* **Work instructions**:
Return every line of the data that contains the string "trim".

* **Data for analysis**:
○ ○ ○ ○ ○ ○ ○
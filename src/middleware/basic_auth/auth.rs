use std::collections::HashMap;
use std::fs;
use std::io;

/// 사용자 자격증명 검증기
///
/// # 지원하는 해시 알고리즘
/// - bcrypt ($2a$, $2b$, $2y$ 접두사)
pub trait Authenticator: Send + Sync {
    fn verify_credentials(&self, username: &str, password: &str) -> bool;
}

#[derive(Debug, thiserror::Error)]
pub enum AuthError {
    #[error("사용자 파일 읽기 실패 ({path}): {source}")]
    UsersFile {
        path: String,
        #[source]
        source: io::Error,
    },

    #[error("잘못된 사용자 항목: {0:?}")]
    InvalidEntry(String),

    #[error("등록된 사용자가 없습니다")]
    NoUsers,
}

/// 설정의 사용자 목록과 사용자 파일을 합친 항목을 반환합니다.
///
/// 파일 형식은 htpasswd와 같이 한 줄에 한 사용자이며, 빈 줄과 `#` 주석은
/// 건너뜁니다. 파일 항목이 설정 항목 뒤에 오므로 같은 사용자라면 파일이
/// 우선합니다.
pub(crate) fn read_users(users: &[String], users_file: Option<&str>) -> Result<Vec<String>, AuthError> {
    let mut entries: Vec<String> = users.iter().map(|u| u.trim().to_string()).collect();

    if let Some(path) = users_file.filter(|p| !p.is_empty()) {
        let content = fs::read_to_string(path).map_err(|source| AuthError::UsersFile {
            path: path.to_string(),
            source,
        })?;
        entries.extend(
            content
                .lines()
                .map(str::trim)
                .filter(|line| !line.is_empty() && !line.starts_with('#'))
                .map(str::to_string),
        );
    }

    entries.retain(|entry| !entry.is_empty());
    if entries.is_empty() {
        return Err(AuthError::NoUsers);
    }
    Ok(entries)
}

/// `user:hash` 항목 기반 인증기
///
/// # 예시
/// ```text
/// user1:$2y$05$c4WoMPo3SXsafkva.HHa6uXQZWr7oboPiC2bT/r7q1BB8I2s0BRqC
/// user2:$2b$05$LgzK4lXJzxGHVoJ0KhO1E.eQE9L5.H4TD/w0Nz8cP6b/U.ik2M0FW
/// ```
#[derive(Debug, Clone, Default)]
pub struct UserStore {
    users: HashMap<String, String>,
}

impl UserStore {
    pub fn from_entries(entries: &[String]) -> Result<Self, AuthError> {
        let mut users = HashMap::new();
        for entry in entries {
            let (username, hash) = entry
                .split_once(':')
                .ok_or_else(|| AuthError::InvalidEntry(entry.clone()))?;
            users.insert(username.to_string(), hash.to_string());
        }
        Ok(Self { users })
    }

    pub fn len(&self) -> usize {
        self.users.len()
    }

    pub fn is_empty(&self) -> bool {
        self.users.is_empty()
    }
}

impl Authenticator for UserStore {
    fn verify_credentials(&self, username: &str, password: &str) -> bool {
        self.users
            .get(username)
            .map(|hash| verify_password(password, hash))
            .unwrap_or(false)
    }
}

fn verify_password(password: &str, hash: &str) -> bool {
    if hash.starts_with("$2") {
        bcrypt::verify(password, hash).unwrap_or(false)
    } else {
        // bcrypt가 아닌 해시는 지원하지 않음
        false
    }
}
○ ○ ○ ○ ○ ○ ○
* **Response below**:
    let mut entries: Vec<String> = users.iter().map(|u| u.trim().to_string()).collect();
                .map(str::trim)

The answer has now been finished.